For questions like this, looking at the rules/STATISTICS* files from
the SA distro is useful. In this case, set1 (network, no bayes) shows:
OVERALL% SPAM% HAM% S/O RANK SCORE NAME
495260 343948 151312 0.694 0.00 0.00 (all messages)
100.000 69.4480 30.5520 0.694 0.00 0.00 (all messages as %)

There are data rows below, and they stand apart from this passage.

use std::fmt;

#[cfg(feature = "colorized_output")]
use console::style;

/// Outcome of one check
#[derive(Debug, Clone, PartialEq, Eq)]
pub enum CheckStatus {
    /// Check passed
    Ok,
    /// Check passed, but the file looks suspicious
    Warning(String),
    /// The file is unusable
    Failed(String),
}

impl CheckStatus {
    /// Whether the check passed cleanly
    pub fn is_ok(&self) -> bool {
        matches!(self, CheckStatus::Ok)
    }

    /// Whether the check produced a warning
    pub fn is_warning(&self) -> bool {
        matches!(self, CheckStatus::Warning(_))
    }

    /// Whether the check failed
    pub fn is_failed(&self) -> bool {
        matches!(self, CheckStatus::Failed(_))
    }

    fn symbol(&self) -> &'static str {
        match self {
            CheckStatus::Ok => "✓",
            CheckStatus::Warning(_) => "⚠",
            CheckStatus::Failed(_) => "✗",
        }
    }
}

/// A named check and its outcome
#[derive(Debug, Clone, PartialEq, Eq)]
pub struct ValidationCheck {
    /// Short description of what was checked
    pub name: String,
    /// Outcome
    pub status: CheckStatus,
}

impl ValidationCheck {
    pub(crate) fn ok(name: impl Into<String>) -> Self {
        Self {
            name: name.into(),
            status: CheckStatus::Ok,
        }
    }

    pub(crate) fn warning(name: impl Into<String>, message: impl Into<String>) -> Self {
        Self {
            name: name.into(),
            status: CheckStatus::Warning(message.into()),
        }
    }

    pub(crate) fn failed(name: impl Into<String>, message: impl Into<String>) -> Self {
        Self {
            name: name.into(),
            status: CheckStatus::Failed(message.into()),
        }
    }
}

/// Every check run against one worklist file
#[derive(Debug, Clone, Default)]
pub struct ValidationReport {
    /// Checks in the order they ran
    pub checks: Vec<ValidationCheck>,
    /// File (or label) that was validated
    pub file_path: String,
}

impl ValidationReport {
    /// Empty report for `file_path`
    pub fn new(file_path: impl Into<String>) -> Self {
        Self {
            checks: Vec::new(),
            file_path: file_path.into(),
        }
    }

    /// Record a check
    pub fn add_check(&mut self, check: ValidationCheck) {
        self.checks.push(check);
    }

    /// True if any check failed
    pub fn has_failures(&self) -> bool {
        self.failure_count() > 0
    }

    /// True if any check warned
    pub fn has_warnings(&self) -> bool {
        self.warning_count() > 0
    }

    /// Checks that passed
    pub fn success_count(&self) -> usize {
        self.count(CheckStatus::is_ok)
    }

    /// Checks that warned
    pub fn warning_count(&self) -> usize {
        self.count(CheckStatus::is_warning)
    }

    /// Checks that failed
    pub fn failure_count(&self) -> usize {
        self.count(CheckStatus::is_failed)
    }

    fn count(&self, pred: fn(&CheckStatus) -> bool) -> usize {
        self.checks.iter().filter(|c| pred(&c.status)).count()
    }

    fn verdict(&self) -> &'static str {
        if self.has_failures() {
            "Validation FAILED"
        } else if self.has_warnings() {
            "Validation PASSED with warnings"
        } else {
            "Validation PASSED"
        }
    }

    /// Render with terminal colours when the `colorized_output` feature is on
    pub fn format_colored(&self) -> String {
        #[cfg(feature = "colorized_output")]
        {
            let mut out = String::new();
            out.push_str(&format!("{}\n", style("Worklist Validation Report").bold().cyan()));
            out.push_str(&format!("{}: {}\n\n", style("File").bold(), self.file_path));

            for check in &self.checks {
                let symbol = check.status.symbol();
                match &check.status {
                    CheckStatus::Ok => {
                        out.push_str(&format!("[{}] {}\n", style(symbol).green(), check.name));
                    }
                    CheckStatus::Warning(msg) => out.push_str(&format!(
                        "[{}] {} - {}: {}\n",
                        style(symbol).yellow(),
                        check.name,
                        style("WARNING").yellow().bold(),
                        msg
                    )),
                    CheckStatus::Failed(msg) => out.push_str(&format!(
                        "[{}] {} - {}: {}\n",
                        style(symbol).red(),
                        check.name,
                        style("FAILED").red().bold(),
                        msg
                    )),
                }
            }

            out.push_str(&format!(
                "\n{}: {} passed, {} warnings, {} failed\n\n",
                style("Summary").bold(),
                style(self.success_count()).green(),
                style(self.warning_count()).yellow(),
                style(self.failure_count()).red()
            ));

            let verdict = style(self.verdict()).bold();
            let verdict = if self.has_failures() {
                verdict.red()
            } else if self.has_warnings() {
                verdict.yellow()
            } else {
                verdict.green()
            };
            out.push_str(&format!("{verdict}\n"));
            out
        }

        #[cfg(not(feature = "colorized_output"))]
        {
            self.to_string()
        }
    }
}

impl fmt::Display for ValidationReport {
    fn fmt(&self, f: &mut fmt::Formatter<'_>) -> fmt::Result {
        writeln!(f, "Worklist Validation Report")?;
        writeln!(f, "File: {}", self.file_path)?;
        writeln!(f)?;

        for check in &self.checks {
            write!(f, "[{}] {}", check.status.symbol(), check.name)?;
            match &check.status {
                CheckStatus::Ok => writeln!(f)?,
                CheckStatus::Warning(msg) => writeln!(f, " - WARNING: {msg}")?,
                CheckStatus::Failed(msg) => writeln!(f, " - FAILED: {msg}")?,
            }
        }

        writeln!(f)?;
        writeln!(
            f,
            "Summary: {} passed, {} warnings, {} failed",
            self.success_count(),
            self.warning_count(),
            self.failure_count()
        )?;
        writeln!(f)?;
        writeln!(f, "{}", self.verdict())
    }
}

47.918 68.8645 0.3033 0.996 1.00 1.55 RAZOR2_CF_RANGE_51_100
54.243 77.7344 0.8459 0.989 0.99 0.90 RAZOR2_CHECK
6.294 8.8711 0.4362 0.953 0.81 0.56 RAZOR2_CF_RANGE_11_50
which basically says that out of the 344k spam checked, razor caught
~77.7% of them, but also caught ~0.85% of the 151k ham, for a rough
overall accuracy (S/O) of ~98.9%.
So, much like Bayes, the messages that are really spam probably hit a
bunch of other rules as well, so the score generator can lower the razor
score to remove some false positives while still having a sum score for
the mails above the threshold of 5.
In short: So far, no anti-spam method is 100% accurate for everyone.
If you have good luck (aka: no false positives), then feel free to up
the score to whatever you want. But don't complain when this bites you
in the a**.
Example: a mailing list I'm on, but rarely post to, decided to do "score
HABEAS_SWE 20". which is up to them, since they apparently don't receive
mails with the SWE in them. however, I use the SWE in my mails, and so
my posts are always flagged as spam when posting to the list.
--
Randomly Generated Tagline:
"Don't bite the mailman." - Dave Matthews
Re: Why Razor gets only +1.6
Posted by Kelson Vibber <ke...@speed.net>.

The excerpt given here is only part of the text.